Another assignment that didn't go too well was the final paper for VMT3 (a history course I took for 'vakinhoudelijke onderwijseenheid'). The course itself went really well. Bas, our lecturer, uses the SALT method, where you basically have an assessment every week instead of at the end of a course. This way, you keep up with the theory learned. Most students start cramming right before an exam, but all that knowledge is very easily lost because of the forgetting curve. Students cram but they never get back to it (Van der Meijden, 2021). I did really well during the weekly oral assessments. I thoroughly enjoy history and I loved Bas' lectures, but VMT3 was only worth 4 EC's, so we had to end it with a final assignment to get to the 5 EC's that we needed. Bas gave us two options, we could either write about the SALT method or write a guide to revolution, using the French Revolution as your example. I chose the latter but my planning wasn't very good. Bas even gave me an extra week, but I wasn't able to finish it. I decided to let it go and hand in my unfinished work (appendix 28) because I had to move on. I'm not very proud of it, especially because I know I can do better and really wanted to do better. We haven't gotten our feedback yet, but Bas did tell us that we passed the oral assessments. I think for me this all adds to my learning journey, some (creative) processes go really well, some not so well. But it shows me that I need to work on my planning skills and my self-discipline.

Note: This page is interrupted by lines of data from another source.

//! Chat platform interface
//!
//! The pipeline talks to the chat service only through `ChatPlatform`, so
//! the Discord adapter and test fakes are interchangeable.

use async_trait::async_trait;

use crate::error::RenderError;
use crate::splitter::Segment;

/// Location of a message on the platform
#[derive(Debug, Clone, Copy, PartialEq, Eq, Hash)]
pub struct MessageRef {
    pub channel_id: u64,
    pub message_id: u64,
}

/// Platform-neutral inbound message
#[derive(Debug, Clone)]
pub struct IncomingMessage {
    pub message_id: u64,
    pub channel_id: u64,
    pub author_id: u64,
    pub author_name: String,
    pub content: String,
}

impl IncomingMessage {
    pub fn reference(&self) -> MessageRef {
        MessageRef {
            channel_id: self.channel_id,
            message_id: self.message_id,
        }
    }
}

#[async_trait]
pub trait ChatPlatform: Send + Sync {
    /// User ID the bot is logged in as
    fn current_user_id(&self) -> u64;

    /// Plain-text message in a channel
    async fn reply(&self, channel_id: u64, text: &str) -> Result<(), RenderError>;

    /// Start a thread on `origin`; returns the thread's channel ID
    async fn create_thread(
        &self,
        origin: MessageRef,
        name: &str,
        archive_minutes: u16,
    ) -> Result<u64, RenderError>;

    /// Post one segment as an embed card
    async fn post_card(&self, thread_id: u64, segment: &Segment) -> Result<(), RenderError>;
}

#[cfg(test)]
pub(crate) mod tests {
    use super::*;
    use std::sync::Mutex;

    /// Records every platform call. Failures are injected per operation.
    #[derive(Default)]
    pub(crate) struct FakePlatform {
        fail_thread: bool,
        fail_cards: Vec<usize>,
        replies: Mutex<Vec<(u64, String)>>,
        threads: Mutex<Vec<(MessageRef, String, u16)>>,
        cards: Mutex<Vec<(u64, Segment)>>,
        attempts: Mutex<usize>,
    }

    pub(crate) const BOT_ID: u64 = 1;
    pub(crate) const THREAD_ID: u64 = 777;

    impl FakePlatform {
        /// Every thread creation is rejected
        pub fn failing_thread() -> Self {
            Self {
                fail_thread: true,
                ..Default::default()
            }
        }

        /// Card posts with these zero-based attempt numbers are rejected
        pub fn failing_cards(attempts: Vec<usize>) -> Self {
            Self {
                fail_cards: attempts,
                ..Default::default()
            }
        }

        pub fn replies(&self) -> Vec<(u64, String)> {
            self.replies.lock().unwrap().clone()
        }

        pub fn threads(&self) -> Vec<(MessageRef, String, u16)> {
            self.threads.lock().unwrap().clone()
        }

        pub fn cards(&self) -> Vec<(u64, Segment)> {
            self.cards.lock().unwrap().clone()
        }
    }

    #[async_trait]
    impl ChatPlatform for FakePlatform {
        fn current_user_id(&self) -> u64 {
            BOT_ID
        }

        async fn reply(&self, channel_id: u64, text: &str) -> Result<(), RenderError> {
            self.replies.lock().unwrap().push((channel_id, text.to_string()));
            Ok(())
        }

        async fn create_thread(
            &self,
            origin: MessageRef,
            name: &str,
            archive_minutes: u16,
        ) -> Result<u64, RenderError> {
            if self.fail_thread {
                return Err(RenderError::ThreadCreation("missing permissions".to_string()));
            }
            self.threads
                .lock()
                .unwrap()
                .push((origin, name.to_string(), archive_minutes));
            Ok(THREAD_ID)
        }

        async fn post_card(&self, thread_id: u64, segment: &Segment) -> Result<(), RenderError> {
            let attempt = {
                let mut attempts = self.attempts.lock().unwrap();
                let current = *attempts;
                *attempts += 1;
                current
            };
            if self.fail_cards.contains(&attempt) {
                return Err(RenderError::CardPost(format!("card {} rejected", attempt)));
            }
            self.cards.lock().unwrap().push((thread_id, segment.clone()));
            Ok(())
        }
    }
}
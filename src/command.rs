//! Command parsing
//!
//! Recognizes `<trigger> <command>` and `<trigger> <section> <command>`.
//! Tokens are split on single spaces, so doubled spaces produce empty tokens.

/// A parsed man-page request
#[derive(Debug, Clone, PartialEq, Eq)]
pub struct Command {
    /// Explicit section, or `None` to probe all sections
    pub section: Option<String>,
    /// Page name
    pub name: String,
}

/// Result of parsing one chat message
#[derive(Debug, Clone, PartialEq, Eq)]
pub enum ParseOutcome {
    Ignored,
    Dispatch(Command),
}

/// Parse message content against the trigger token
pub fn parse(content: &str, trigger: &str) -> ParseOutcome {
    let words: Vec<&str> = content.split(' ').collect();

    if words.first() != Some(&trigger) {
        return ParseOutcome::Ignored;
    }

    match words.as_slice() {
        [_, name] => ParseOutcome::Dispatch(Command {
            section: None,
            name: name.to_string(),
        }),
        [_, section, name] => ParseOutcome::Dispatch(Command {
            section: is_section(section).then(|| section.to_string()),
            name: name.to_string(),
        }),
        _ => ParseOutcome::Ignored,
    }
}

/// Sections start with a digit 1-9 and may carry a suffix (`3p`, `1ssl`)
fn is_section(token: &str) -> bool {
    token
        .chars()
        .next()
        .is_some_and(|c| matches!(c, '1'..='9'))
}
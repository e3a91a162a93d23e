//! Configuration management
//!
//! Loaded once from a TOML file at startup and never mutated afterwards.
//!
//! ```toml
//! [discord]
//! token = "..."
//!
//! [man]
//! server = "https://man.example.org/"
//! ```

use serde::Deserialize;
use std::path::Path;

use crate::error::ConfigError;

/// Default config file, relative to the working directory
pub const DEFAULT_CONFIG_PATH: &str = "config.toml";

/// Discord embed description limit
pub const CARD_DESCRIPTION_LIMIT: usize = 4096;

/// Zero-width space separating document sections
pub const DEFAULT_DELIMITER: &str = "\u{200b}";

pub const DEFAULT_TRIGGER: &str = "man!";

pub const DEFAULT_ARCHIVE_MINUTES: u16 = 60;

/// Auto-archive durations Discord accepts for threads, in minutes
const ARCHIVE_CHOICES: [u16; 4] = [60, 1440, 4320, 10080];

/// Bot configuration
#[derive(Debug, Clone)]
pub struct Config {
    /// Discord bot token
    pub discord_token: String,

    /// Base URL of the man-page service, including its trailing slash
    pub man_server: String,

    /// First token that marks a message as a command
    pub trigger: String,

    /// Separator between document sections in a fetched body
    pub delimiter: String,

    /// Maximum characters per card description
    pub max_description: usize,

    /// Thread auto-archive duration in minutes
    pub thread_archive_minutes: u16,
}

#[derive(Debug, Default, Deserialize)]
struct RawConfig {
    #[serde(default)]
    discord: RawDiscord,
    #[serde(default)]
    man: RawMan,
}

#[derive(Debug, Default, Deserialize)]
struct RawDiscord {
    token: Option<String>,
}

#[derive(Debug, Default, Deserialize)]
struct RawMan {
    server: Option<String>,
    trigger: Option<String>,
    delimiter: Option<String>,
    max_description: Option<usize>,
    thread_archive_minutes: Option<u16>,
}

impl Config {
    /// Load configuration from a TOML file
    pub fn from_file(path: impl AsRef<Path>) -> Result<Self, ConfigError> {
        let path = path.as_ref();
        let content = std::fs::read_to_string(path).map_err(|source| ConfigError::Read {
            path: path.display().to_string(),
            source,
        })?;
        Self::from_toml(&content)
    }

    /// Parse and validate configuration from TOML text
    pub fn from_toml(content: &str) -> Result<Self, ConfigError> {
        let raw: RawConfig = toml::from_str(content)?;

        let discord_token = required(raw.discord.token, "discord.token")?;
        let man_server = required(raw.man.server, "man.server")?;

        let trigger = raw
            .man
            .trigger
            .unwrap_or_else(|| DEFAULT_TRIGGER.to_string());
        if trigger.is_empty() || trigger.contains(' ') {
            return Err(ConfigError::Invalid {
                key: "man.trigger",
                reason: "must be a single non-empty token".to_string(),
            });
        }

        let delimiter = raw
            .man
            .delimiter
            .unwrap_or_else(|| DEFAULT_DELIMITER.to_string());
        if delimiter.is_empty() {
            return Err(ConfigError::Invalid {
                key: "man.delimiter",
                reason: "must not be empty".to_string(),
            });
        }

        let max_description = raw.man.max_description.unwrap_or(CARD_DESCRIPTION_LIMIT);
        if max_description == 0 || max_description > CARD_DESCRIPTION_LIMIT {
            return Err(ConfigError::Invalid {
                key: "man.max_description",
                reason: format!("must be between 1 and {}", CARD_DESCRIPTION_LIMIT),
            });
        }

        let thread_archive_minutes = raw
            .man
            .thread_archive_minutes
            .unwrap_or(DEFAULT_ARCHIVE_MINUTES);
        if !ARCHIVE_CHOICES.contains(&thread_archive_minutes) {
            return Err(ConfigError::Invalid {
                key: "man.thread_archive_minutes",
                reason: format!("must be one of {:?}", ARCHIVE_CHOICES),
            });
        }

        Ok(Self {
            discord_token,
            man_server,
            trigger,
            delimiter,
            max_description,
            thread_archive_minutes,
        })
    }

    /// Config with defaults for everything but the required keys
    pub fn new(discord_token: &str, man_server: &str) -> Self {
        Self {
            discord_token: discord_token.to_string(),
            man_server: man_server.to_string(),
            trigger: DEFAULT_TRIGGER.to_string(),
            delimiter: DEFAULT_DELIMITER.to_string(),
            max_description: CARD_DESCRIPTION_LIMIT,
            thread_archive_minutes: DEFAULT_ARCHIVE_MINUTES,
        }
    }
}

fn required(value: Option<String>, key: &'static str) -> Result<String, ConfigError> {
    match value {
        Some(v) if !v.trim().is_empty() => Ok(v),
        _ => Err(ConfigError::Missing(key)),
    }
}

#[cfg(test)]
mod tests {
    use super::*;
    use std::io::Write;

    #[test]
    fn test_minimal_config_uses_defaults() {
        let config = Config::from_toml(
            r#"
            [discord]
            token = "abc"

            [man]
            server = "http://localhost:8000/"
            "#,
        )
        .unwrap();

        assert_eq!(config.discord_token, "abc");
        assert_eq!(config.man_server, "http://localhost:8000/");
        assert_eq!(config.trigger, "man!");
        assert_eq!(config.delimiter, "\u{200b}");
        assert_eq!(config.max_description, 4096);
        assert_eq!(config.thread_archive_minutes, 60);
    }

    #[test]
    fn test_missing_token() {
        let err = Config::from_toml("[man]\nserver = \"http://x/\"\n").unwrap_err();
        assert!(matches!(err, ConfigError::Missing("discord.token")));
    }

    #[test]
    fn test_empty_server_counts_as_missing() {
        let err = Config::from_toml("[discord]\ntoken = \"t\"\n[man]\nserver = \"\"\n").unwrap_err();
        assert!(matches!(err, ConfigError::Missing("man.server")));
    }

    #[test]
    fn test_invalid_archive_duration() {
        let err = Config::from_toml(
            "[discord]\ntoken = \"t\"\n[man]\nserver = \"http://x/\"\nthread_archive_minutes = 5\n",
        )
        .unwrap_err();
        assert!(matches!(
            err,
            ConfigError::Invalid {
                key: "man.thread_archive_minutes",
                ..
            }
        ));
    }

    #[test]
    fn test_cap_above_discord_limit_rejected() {
        let err = Config::from_toml(
            "[discord]\ntoken = \"t\"\n[man]\nserver = \"http://x/\"\nmax_description = 5000\n",
        )
        .unwrap_err();
        assert!(matches!(err, ConfigError::Invalid { key: "man.max_description", .. }));
    }

    #[test]
    fn test_custom_delimiter_and_trigger() {
        let config = Config::from_toml(
            "[discord]\ntoken = \"t\"\n[man]\nserver = \"http://x/\"\ntrigger = \"!man\"\ndelimiter = \"\\n\\n\"\n",
        )
        .unwrap();
        assert_eq!(config.trigger, "!man");
        assert_eq!(config.delimiter, "\n\n");
    }

    #[test]
    fn test_from_file() {
        let mut file = tempfile::NamedTempFile::new().unwrap();
        writeln!(file, "[discord]\ntoken = \"t\"\n[man]\nserver = \"http://x/\"").unwrap();

        let config = Config::from_file(file.path()).unwrap();
        assert_eq!(config.man_server, "http://x/");
    }

    #[test]
    fn test_from_missing_file() {
        let err = Config::from_file("/nonexistent/manbot.toml").unwrap_err();
        assert!(matches!(err, ConfigError::Read { .. }));
    }
}
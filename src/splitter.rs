//! Content splitting and pagination
//!
//! A fetched body is a sequence of chunks separated by a delimiter. Each
//! chunk is a title line followed by its description. Descriptions longer
//! than the card cap are sliced into several segments sharing the title.

use tracing::debug;

/// Discord embed title limit
pub const TITLE_LIMIT: usize = 256;

/// One card's worth of content
#[derive(Debug, Clone, PartialEq, Eq)]
pub struct Segment {
    pub title: String,
    pub description: String,
}

/// Split a body into ordered segments, each description at most `cap` chars.
///
/// Chunks without a newline are malformed and skipped; this includes the
/// empty chunk after a trailing delimiter.
pub fn split(body: &str, delimiter: &str, cap: usize) -> Vec<Segment> {
    let cap = cap.max(1);
    let mut segments = Vec::new();

    for (index, chunk) in body.split(delimiter).enumerate() {
        let Some((title, description)) = chunk.split_once('\n') else {
            if !chunk.trim().is_empty() {
                debug!("Skipping chunk {} without a title line", index);
            }
            continue;
        };

        let title = truncate_chars(title, TITLE_LIMIT);
        for page in paginate(description, cap) {
            segments.push(Segment {
                title: title.to_string(),
                description: page.to_string(),
            });
        }
    }

    segments
}

/// Slice `text` into pieces of at most `cap` chars, cut on char boundaries.
/// An empty text yields one empty piece.
pub fn paginate(text: &str, cap: usize) -> Vec<&str> {
    let mut pages = Vec::new();
    let mut remaining = text;

    // Walks at most `cap + 1` chars per page, so the whole pass is linear.
    while let Some((split_at, _)) = remaining.char_indices().nth(cap) {
        let (page, rest) = remaining.split_at(split_at);
        pages.push(page);
        remaining = rest;
    }
    pages.push(remaining);

    pages
}

fn truncate_chars(s: &str, max: usize) -> &str {
    match s.char_indices().nth(max) {
        Some((i, _)) => &s[..i],
        None => s,
    }
}
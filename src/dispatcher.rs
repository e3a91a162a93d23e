//! Command dispatcher
//!
//! Runs one inbound message through parse → resolve → split → render and
//! reports where the invocation ended.

use tracing::{info, warn};

use crate::command::{self, Command, ParseOutcome};
use crate::config::Config;
use crate::error::{RenderError, ResolveError};
use crate::fetcher::{HttpFetcher, ManSource};
use crate::platform::{ChatPlatform, IncomingMessage};
use crate::render::{CardOutcome, ThreadRenderer};
use crate::resolver::Resolver;
use crate::splitter;

/// Terminal state of one invocation
#[derive(Debug)]
pub enum DispatchOutcome {
    /// Not a command, or our own message
    Ignored,
    /// Thread created; per-card results in posting order
    Rendered {
        section: String,
        cards: Vec<CardOutcome>,
    },
    /// Resolution failed and the user was told
    Replied(ResolveError),
    /// Thread could not be created; logged only
    ThreadFailed(RenderError),
}

pub struct Dispatcher<S> {
    trigger: String,
    delimiter: String,
    max_description: usize,
    resolver: Resolver<S>,
    renderer: ThreadRenderer,
}

impl Dispatcher<HttpFetcher> {
    /// Dispatcher backed by the configured man server
    pub fn from_config(config: &Config) -> Self {
        Self::new(config, HttpFetcher::new(&config.man_server))
    }
}

impl<S: ManSource> Dispatcher<S> {
    pub fn new(config: &Config, source: S) -> Self {
        Self {
            trigger: config.trigger.clone(),
            delimiter: config.delimiter.clone(),
            max_description: config.max_description,
            resolver: Resolver::new(source),
            renderer: ThreadRenderer::new(config.thread_archive_minutes),
        }
    }

    pub fn parse(&self, content: &str) -> ParseOutcome {
        command::parse(content, &self.trigger)
    }

    pub async fn handle<P: ChatPlatform + ?Sized>(
        &self,
        platform: &P,
        msg: &IncomingMessage,
    ) -> DispatchOutcome {
        if msg.author_id == platform.current_user_id() {
            return DispatchOutcome::Ignored;
        }

        let Command { section, name } = match self.parse(&msg.content) {
            ParseOutcome::Dispatch(cmd) => cmd,
            ParseOutcome::Ignored => return DispatchOutcome::Ignored,
        };

        info!("{}: {}", msg.author_name, msg.content);

        let resolved = match self.resolver.resolve(section.as_deref(), &name).await {
            Ok(resolved) => resolved,
            Err(e) => {
                if let Err(reply_err) = platform.reply(msg.channel_id, &e.user_message()).await {
                    warn!("Could not send error reply: {}", reply_err);
                }
                return DispatchOutcome::Replied(e);
            }
        };

        let segments = splitter::split(&resolved.body, &self.delimiter, self.max_description);

        match self
            .renderer
            .render(platform, msg.reference(), &resolved.section, &name, &segments)
            .await
        {
            Ok(cards) => {
                let failed = cards.iter().filter(|c| !c.is_posted()).count();
                info!(
                    "Rendered man {} {}: {} cards ({} failed)",
                    resolved.section,
                    name,
                    cards.len(),
                    failed
                );
                DispatchOutcome::Rendered {
                    section: resolved.section,
                    cards,
                }
            }
            Err(e) => DispatchOutcome::ThreadFailed(e),
        }
    }
}
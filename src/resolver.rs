//! Section resolution
//!
//! An explicit section is fetched once. Without one, sections 1 through 9
//! are probed in ascending order and the first 200 wins, so user command
//! pages take precedence over system calls and library pages.

use tracing::{debug, error, warn};

use crate::error::ResolveError;
use crate::fetcher::ManSource;

/// Sections tried when none is given
pub const PROBE_SECTIONS: std::ops::RangeInclusive<u8> = 1..=9;

/// A man page that was found
#[derive(Debug, Clone, PartialEq, Eq)]
pub struct Resolved {
    pub section: String,
    pub body: String,
}

pub struct Resolver<S> {
    source: S,
}

impl<S: ManSource> Resolver<S> {
    pub fn new(source: S) -> Self {
        Self { source }
    }

    pub fn source(&self) -> &S {
        &self.source
    }

    pub async fn resolve(
        &self,
        section: Option<&str>,
        command: &str,
    ) -> Result<Resolved, ResolveError> {
        match section {
            Some(section) => self.resolve_explicit(section, command).await,
            None => self.probe(command).await,
        }
    }

    async fn resolve_explicit(&self, section: &str, command: &str) -> Result<Resolved, ResolveError> {
        let response = self.source.fetch(section, command).await.map_err(|e| {
            warn!("Fetch failed for {} {}: {}", section, command, e);
            ResolveError::from(e)
        })?;

        match response.status {
            200 => Ok(Resolved {
                section: section.to_string(),
                body: response.body,
            }),
            404 => Err(ResolveError::NotFound {
                section: Some(section.to_string()),
                command: command.to_string(),
            }),
            500 => {
                error!("Man server error for {} {}: {}", section, command, response.body);
                Err(ResolveError::Server {
                    status: response.status,
                    body: response.body,
                })
            }
            status => {
                error!(
                    "Unknown status {} for {} {}: {}",
                    status, section, command, response.body
                );
                Err(ResolveError::UnknownStatus {
                    status,
                    body: response.body,
                })
            }
        }
    }

    /// Transport failures are logged and treated like a missing section
    async fn probe(&self, command: &str) -> Result<Resolved, ResolveError> {
        for section in PROBE_SECTIONS {
            let section = section.to_string();
            match self.source.fetch(&section, command).await {
                Ok(response) if response.status == 200 => {
                    debug!("Resolved {} to section {}", command, section);
                    return Ok(Resolved {
                        section,
                        body: response.body,
                    });
                }
                Ok(response) => {
                    debug!("Section {} for {}: status {}", section, command, response.status);
                }
                Err(e) => {
                    warn!("Lookup of section {} for {} failed: {}", section, command, e);
                }
            }
        }

        Err(ResolveError::NotFound {
            section: None,
            command: command.to_string(),
        })
    }
}
//! Manbot - Entry Point
//!
//! Options:
//! - --config <path> / -c: config file (default: config.toml, or $MANBOT_CONFIG)
//! - --json: JSON log lines on stderr

use manbot::config::DEFAULT_CONFIG_PATH;
use manbot::Config;
use tracing::{error, info, Level};
use tracing_subscriber::FmtSubscriber;

#[tokio::main]
async fn main() -> anyhow::Result<()> {
    // Load environment
    dotenvy::dotenv().ok();

    // Parse args
    let args: Vec<String> = std::env::args().collect();
    let json_logs = args.iter().any(|a| a == "--json");
    let help_mode = args.iter().any(|a| a == "--help" || a == "-h");
    let config_path = args
        .iter()
        .position(|a| a == "--config" || a == "-c")
        .and_then(|i| args.get(i + 1).cloned())
        .or_else(|| std::env::var("MANBOT_CONFIG").ok())
        .unwrap_or_else(|| DEFAULT_CONFIG_PATH.to_string());

    if help_mode {
        println!("Manbot v{}", env!("CARGO_PKG_VERSION"));
        println!();
        println!("Usage: manbot [OPTIONS]");
        println!();
        println!("Options:");
        println!("  --config, -c <PATH>  Config file (default: {})", DEFAULT_CONFIG_PATH);
        println!("  --json               Log JSON lines to stderr");
        println!("  --help, -h           Show this help");
        println!();
        println!("Environment variables:");
        println!("  MANBOT_CONFIG        Config file path");
        println!("  RUST_LOG             Log level (trace, debug, info, warn, error)");
        return Ok(());
    }

    let log_level = std::env::var("RUST_LOG")
        .map(|s| match s.to_lowercase().as_str() {
            "trace" => Level::TRACE,
            "debug" => Level::DEBUG,
            "warn" => Level::WARN,
            "error" => Level::ERROR,
            _ => Level::INFO,
        })
        .unwrap_or(Level::INFO);

    if json_logs {
        let subscriber = FmtSubscriber::builder()
            .with_max_level(log_level)
            .with_writer(std::io::stderr)
            .with_ansi(false)
            .json()
            .finish();
        tracing::subscriber::set_global_default(subscriber)?;
    } else {
        let subscriber = FmtSubscriber::builder()
            .with_max_level(log_level)
            .with_ansi(true)
            .finish();
        tracing::subscriber::set_global_default(subscriber)?;
    }

    let config = match Config::from_file(&config_path) {
        Ok(config) => config,
        Err(e) => {
            error!("{}", e);
            std::process::exit(1);
        }
    };

    info!("Manbot v{}", env!("CARGO_PKG_VERSION"));
    info!("Man server: {}", config.man_server);
    info!("Trigger: {}", config.trigger);

    if let Err(e) = manbot::discord::run(&config).await {
        error!("{}", e);
        std::process::exit(1);
    }

    Ok(())
}
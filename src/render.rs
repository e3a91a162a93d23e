//! Thread rendering
//!
//! One thread per command on the triggering message, then one card per
//! segment. Card failures do not stop the remaining cards.

use tracing::{debug, error, warn};

use crate::error::RenderError;
use crate::platform::{ChatPlatform, MessageRef};
use crate::splitter::Segment;

/// Discord thread name limit
pub const THREAD_NAME_LIMIT: usize = 100;

/// Delivery result for one card
#[derive(Debug, Clone)]
pub struct CardOutcome {
    pub index: usize,
    pub title: String,
    pub result: Result<(), RenderError>,
}

impl CardOutcome {
    pub fn is_posted(&self) -> bool {
        self.result.is_ok()
    }
}

/// `man <section> <command>`, cut to the platform limit
pub fn thread_name(section: &str, command: &str) -> String {
    format!("man {} {}", section, command)
        .chars()
        .take(THREAD_NAME_LIMIT)
        .collect()
}

#[derive(Debug, Clone, Copy)]
pub struct ThreadRenderer {
    archive_minutes: u16,
}

impl ThreadRenderer {
    pub fn new(archive_minutes: u16) -> Self {
        Self { archive_minutes }
    }

    /// Create the thread and post every segment in order.
    ///
    /// Fails only if the thread cannot be created; nothing is posted then.
    pub async fn render<P: ChatPlatform + ?Sized>(
        &self,
        platform: &P,
        trigger: MessageRef,
        section: &str,
        command: &str,
        segments: &[Segment],
    ) -> Result<Vec<CardOutcome>, RenderError> {
        let name = thread_name(section, command);
        let thread_id = platform
            .create_thread(trigger, &name, self.archive_minutes)
            .await
            .inspect_err(|e| error!("Could not start thread '{}': {}", name, e))?;

        debug!("Thread {} '{}' created for {} cards", thread_id, name, segments.len());

        let mut outcomes = Vec::with_capacity(segments.len());
        for (index, segment) in segments.iter().enumerate() {
            let result = platform.post_card(thread_id, segment).await;
            if let Err(e) = &result {
                warn!("Card {} ('{}') in thread {} failed: {}", index, segment.title, thread_id, e);
            }
            outcomes.push(CardOutcome {
                index,
                title: segment.title.clone(),
                result,
            });
        }

        Ok(outcomes)
    }
}

#[cfg(test)]
mod tests {
    use super::*;
    use crate::platform::tests::{FakePlatform, THREAD_ID};

    fn segments() -> Vec<Segment> {
        ["NAME", "SYNOPSIS", "DESCRIPTION"]
            .iter()
            .map(|t| Segment {
                title: t.to_string(),
                description: format!("{} body", t),
            })
            .collect()
    }

    fn trigger() -> MessageRef {
        MessageRef {
            channel_id: 10,
            message_id: 20,
        }
    }

    #[tokio::test]
    async fn test_posts_all_cards_in_order() {
        let platform = FakePlatform::default();
        let renderer = ThreadRenderer::new(60);

        let outcomes = renderer
            .render(&platform, trigger(), "1", "ls", &segments())
            .await
            .unwrap();

        assert_eq!(outcomes.len(), 3);
        assert!(outcomes.iter().all(CardOutcome::is_posted));

        let threads = platform.threads();
        assert_eq!(threads, vec![(trigger(), "man 1 ls".to_string(), 60)]);

        let titles: Vec<String> = platform
            .cards()
            .into_iter()
            .map(|(thread, s)| {
                assert_eq!(thread, THREAD_ID);
                s.title
            })
            .collect();
        assert_eq!(titles, vec!["NAME", "SYNOPSIS", "DESCRIPTION"]);
    }

    #[tokio::test]
    async fn test_card_failure_does_not_abort() {
        let platform = FakePlatform::failing_cards(vec![1]);
        let renderer = ThreadRenderer::new(60);

        let outcomes = renderer
            .render(&platform, trigger(), "1", "ls", &segments())
            .await
            .unwrap();

        let posted: Vec<bool> = outcomes.iter().map(CardOutcome::is_posted).collect();
        assert_eq!(posted, vec![true, false, true]);
        assert_eq!(outcomes[1].title, "SYNOPSIS");
        assert_eq!(platform.cards().len(), 2);
    }

    #[tokio::test]
    async fn test_thread_failure_posts_nothing() {
        let platform = FakePlatform::failing_thread();
        let renderer = ThreadRenderer::new(60);

        let err = renderer
            .render(&platform, trigger(), "1", "ls", &segments())
            .await
            .unwrap_err();

        assert!(matches!(err, RenderError::ThreadCreation(_)));
        assert!(platform.cards().is_empty());
        assert!(platform.replies().is_empty());
    }

    #[test]
    fn test_thread_name_truncated() {
        let name = thread_name("1", &"x".repeat(200));
        assert_eq!(name.chars().count(), THREAD_NAME_LIMIT);
        assert!(name.starts_with("man 1 x"));
    }
}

Still, I think I did fairly well this year, and it also shows in the feedback I've received. A lot of student in TC1 wanted to give each other feedback so we decided it would be a good idea to create a platform where we could do this. I made a Padlet (appendix 29) for our year where we all could give each other feedback if we wanted to. Some students didn't really feel the need to join in this, but some really enjoyed the Padlet and found it quite helpful. I definitely enjoyed reading the feedback people wrote for me.
All in all, I think we've all grown a lot this year. With our creative process, our ability to communicate and collaborate, and just as humans in general. I'm proud of us.